[Stored data entries]
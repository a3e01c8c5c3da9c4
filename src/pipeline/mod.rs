// src/pipeline/mod.rs
//! Report assembler. Each stage takes the whole report and returns the
//! whole report; this module only sequences them and keeps the counters.

pub mod compose;
pub mod links;

use std::collections::BTreeSet;

use anyhow::{Context, Result};
use chrono::NaiveDate;
use metrics::counter;
use serde::Serialize;

use crate::config::RadarConfig;
use crate::dates::week_key;
use crate::evidence::{grounded, union_sources, CollectionMeta, EvidenceProvider};
use crate::fill::{fill_category_updates, fill_overseas, FillLimits};
use crate::ledger::{self, LedgerStore, SeenHistory};
use crate::notify::ReportSink;
use crate::oracle::DynOracle;
use crate::origin::{classify, domestic_shortfall, resolve_hq, CompanyHq};
use crate::probe::LinkChecker;
use crate::report::{SourceItem, WeeklyReport};

/// Numbers handed to renderers/senders next to the report.
#[derive(Debug, Clone, Default, PartialEq, Eq, Serialize)]
pub struct RunCounters {
    pub sources_collected: usize,
    pub sources_dropped: usize,
    pub schema_repaired: bool,
    pub categories_dropped: usize,
    pub off_evidence_removed: usize,
    pub moved_overseas: usize,
    pub filled_domestic: usize,
    pub filled_overseas: usize,
    pub backfill_rounds: usize,
    pub urls_checked: usize,
    pub urls_dropped: usize,
    pub urls_rewritten: usize,
    pub items_deduped: usize,
}

#[derive(Debug, Clone)]
pub struct AssembledReport {
    pub report: WeeklyReport,
    pub counters: RunCounters,
    pub meta: CollectionMeta,
    pub evidence: Vec<SourceItem>,
}

/// Collaborators for one run.
pub struct RunContext<'a> {
    pub config: &'a RadarConfig,
    pub oracle: DynOracle,
    pub provider: &'a dyn EvidenceProvider,
    pub links: &'a dyn LinkChecker,
}

fn fill_limits(config: &RadarConfig) -> FillLimits {
    FillLimits {
        max_companies_per_category: config.coverage.max_companies_per_category,
        allow_multiple_per_company: config.coverage.allow_multiple_per_company,
        max_items_per_company: config.coverage.max_items_per_company,
    }
}

fn companies_of(report: &WeeklyReport, evidence: &[SourceItem]) -> Vec<String> {
    let mut seen = BTreeSet::new();
    let from_report = report
        .category_updates
        .values()
        .flatten()
        .map(|u| &u.company)
        .chain(report.overseas_updates.iter().map(|o| &o.update.company));
    from_report
        .chain(evidence.iter().map(|e| &e.company))
        .filter(|c| seen.insert(c.as_str()))
        .cloned()
        .collect()
}

/// Evidence items that state their own country teach the HQ map.
fn learn_countries(hq: &mut CompanyHq, evidence: &[SourceItem]) {
    for it in evidence {
        if let Some(country) = &it.country {
            if !hq.contains(&it.company) {
                hq.insert(&it.company, country);
            }
        }
    }
}

/// Collect -> compose (+repair) -> conform -> restrict to evidence ->
/// classify -> fill -> backfill -> verify links -> ledger filter.
/// `seen` is the history loaded at run start; it is not modified here.
pub async fn run(ctx: &RunContext<'_>, report_date: NaiveDate, seen: &SeenHistory) -> Result<AssembledReport> {
    let config = ctx.config;
    let oracle = ctx.oracle.as_ref();
    let mut counters = RunCounters::default();

    let (mut evidence, meta) = ctx
        .provider
        .collect(config, report_date)
        .await
        .with_context(|| format!("collecting evidence via {}", ctx.provider.name()))?;
    counters.sources_collected = evidence.len();
    counters.sources_dropped = meta.dropped_invalid + meta.dropped_stale;

    let (report, repaired) = compose::compose_report(oracle, config, report_date, &evidence).await?;
    counters.schema_repaired = repaired;
    let (report, dropped_categories) = compose::conform(report, config, report_date);
    counters.categories_dropped = dropped_categories.len();
    let (report, off_evidence) = compose::restrict_to_evidence(report, &evidence);
    counters.off_evidence_removed = off_evidence;

    let mut hq = resolve_hq(oracle, &companies_of(&report, &evidence), config).await;
    learn_countries(&mut hq, &evidence);
    let (report, moved) = classify(report, &hq);
    counters.moved_overseas = moved;

    let limits = fill_limits(config);
    let (mut report, filled) = fill_category_updates(report, &evidence, &hq, limits);
    counters.filled_domestic += filled.added;

    let short = domestic_shortfall(&report, &hq, config.coverage.min_domestic_companies);
    if !short.is_empty() {
        counters.backfill_rounds += 1;
        let known: Vec<String> = companies_of(&report, &[]);
        let more = grounded::backfill_categories(oracle, config, report_date, &short, &known).await;
        tracing::info!(short = ?short, found = more.len(), "domestic backfill round");
        learn_countries(&mut hq, &more);
        evidence = union_sources(evidence, more);
        let (r, filled) = fill_category_updates(report, &evidence, &hq, limits);
        report = r;
        counters.filled_domestic += filled.added;
        let still = domestic_shortfall(&report, &hq, config.coverage.min_domestic_companies);
        if !still.is_empty() {
            tracing::warn!(short = ?still, "categories still short on domestic companies; accepted");
        }
    }

    let overseas_max = config.coverage.overseas_max_items;
    let (r, added) = fill_overseas(report, &evidence, &hq, overseas_max);
    report = r;
    counters.filled_overseas += added;
    if report.overseas_updates.len() < config.coverage.overseas_min_items {
        counters.backfill_rounds += 1;
        let wanted = overseas_max.saturating_sub(report.overseas_updates.len());
        let more = grounded::backfill_overseas(oracle, config, report_date, wanted).await;
        learn_countries(&mut hq, &more);
        evidence = union_sources(evidence, more);
        let (r, added) = fill_overseas(report, &evidence, &hq, overseas_max);
        report = r;
        counters.filled_overseas += added;
        if report.overseas_updates.len() < config.coverage.overseas_min_items {
            tracing::warn!(
                have = report.overseas_updates.len(),
                min = config.coverage.overseas_min_items,
                "overseas coverage below minimum; accepted"
            );
        }
    }
    report.overseas_updates.truncate(overseas_max);

    let known_homepages: Vec<String> = report.company_homepages.values().cloned().collect();
    let (mut report, link_stats) =
        links::verify_links(report, ctx.links, &config.probe, &known_homepages).await;
    counters.urls_checked = link_stats.checked;
    counters.urls_dropped = link_stats.dropped;
    counters.urls_rewritten = link_stats.rewritten;

    counters.items_deduped = ledger::filter(&mut report, &seen.recent_urls());
    counter!("radar_items_deduped_total").increment(counters.items_deduped as u64);

    tracing::info!(
        report_date = %report.report_date,
        updates = report.update_count(),
        overseas = report.overseas_updates.len(),
        highlights = report.top_highlights.len(),
        deduped = counters.items_deduped,
        "report assembled"
    );
    Ok(AssembledReport {
        report,
        counters,
        meta,
        evidence,
    })
}

/// Sends the report, then records its URLs in the ledger. Nothing is
/// recorded when `dry_run` is set or the send fails. Returns whether the
/// report was delivered.
pub async fn deliver_and_commit(
    assembled: &AssembledReport,
    sink: &dyn ReportSink,
    store: &dyn LedgerStore,
    mut history: SeenHistory,
    report_date: NaiveDate,
    keep_weeks: usize,
    dry_run: bool,
) -> Result<bool> {
    if dry_run {
        tracing::info!("dry run: delivery and ledger update skipped");
        return Ok(false);
    }
    sink.deliver(&assembled.report, &assembled.counters)
        .await
        .with_context(|| format!("delivering report via {}", sink.name()))?;

    let key = week_key(report_date);
    history.add(&key, &assembled.report);
    let pruned = history.prune(keep_weeks);
    store.save(&history).await.context("saving ledger")?;
    tracing::info!(target: "ledger", week = %key, pruned, "ledger committed");
    Ok(true)
}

» **YOUR INSTRUCTIONS**
Look above for the line containing "NaiveDate, seen: &SeenHistory)". Output from there through the line containing "let (mut report, filled)", exactly and inclusively.

» **ANSWER TO THIS EXERCISE**
pub async fn run(ctx: &RunContext<'_>, report_date: NaiveDate, seen: &SeenHistory) -> Result<AssembledReport> {
    let config = ctx.config;
    let oracle = ctx.oracle.as_ref();
    let mut counters = RunCounters::default();

    let (mut evidence, meta) = ctx
        .provider
        .collect(config, report_date)
        .await
        .with_context(|| format!("collecting evidence via {}", ctx.provider.name()))?;
    counters.sources_collected = evidence.len();
    counters.sources_dropped = meta.dropped_invalid + meta.dropped_stale;

    let (report, repaired) = compose::compose_report(oracle, config, report_date, &evidence).await?;
    counters.schema_repaired = repaired;
    let (report, dropped_categories) = compose::conform(report, config, report_date);
    counters.categories_dropped = dropped_categories.len();
    let (report, off_evidence) = compose::restrict_to_evidence(report, &evidence);
    counters.off_evidence_removed = off_evidence;

    let mut hq = resolve_hq(oracle, &companies_of(&report, &evidence), config).await;
    learn_countries(&mut hq, &evidence);
    let (report, moved) = classify(report, &hq);
    counters.moved_overseas = moved;

    let limits = fill_limits(config);
    let (mut report, filled) = fill_category_updates(report, &evidence, &hq, limits);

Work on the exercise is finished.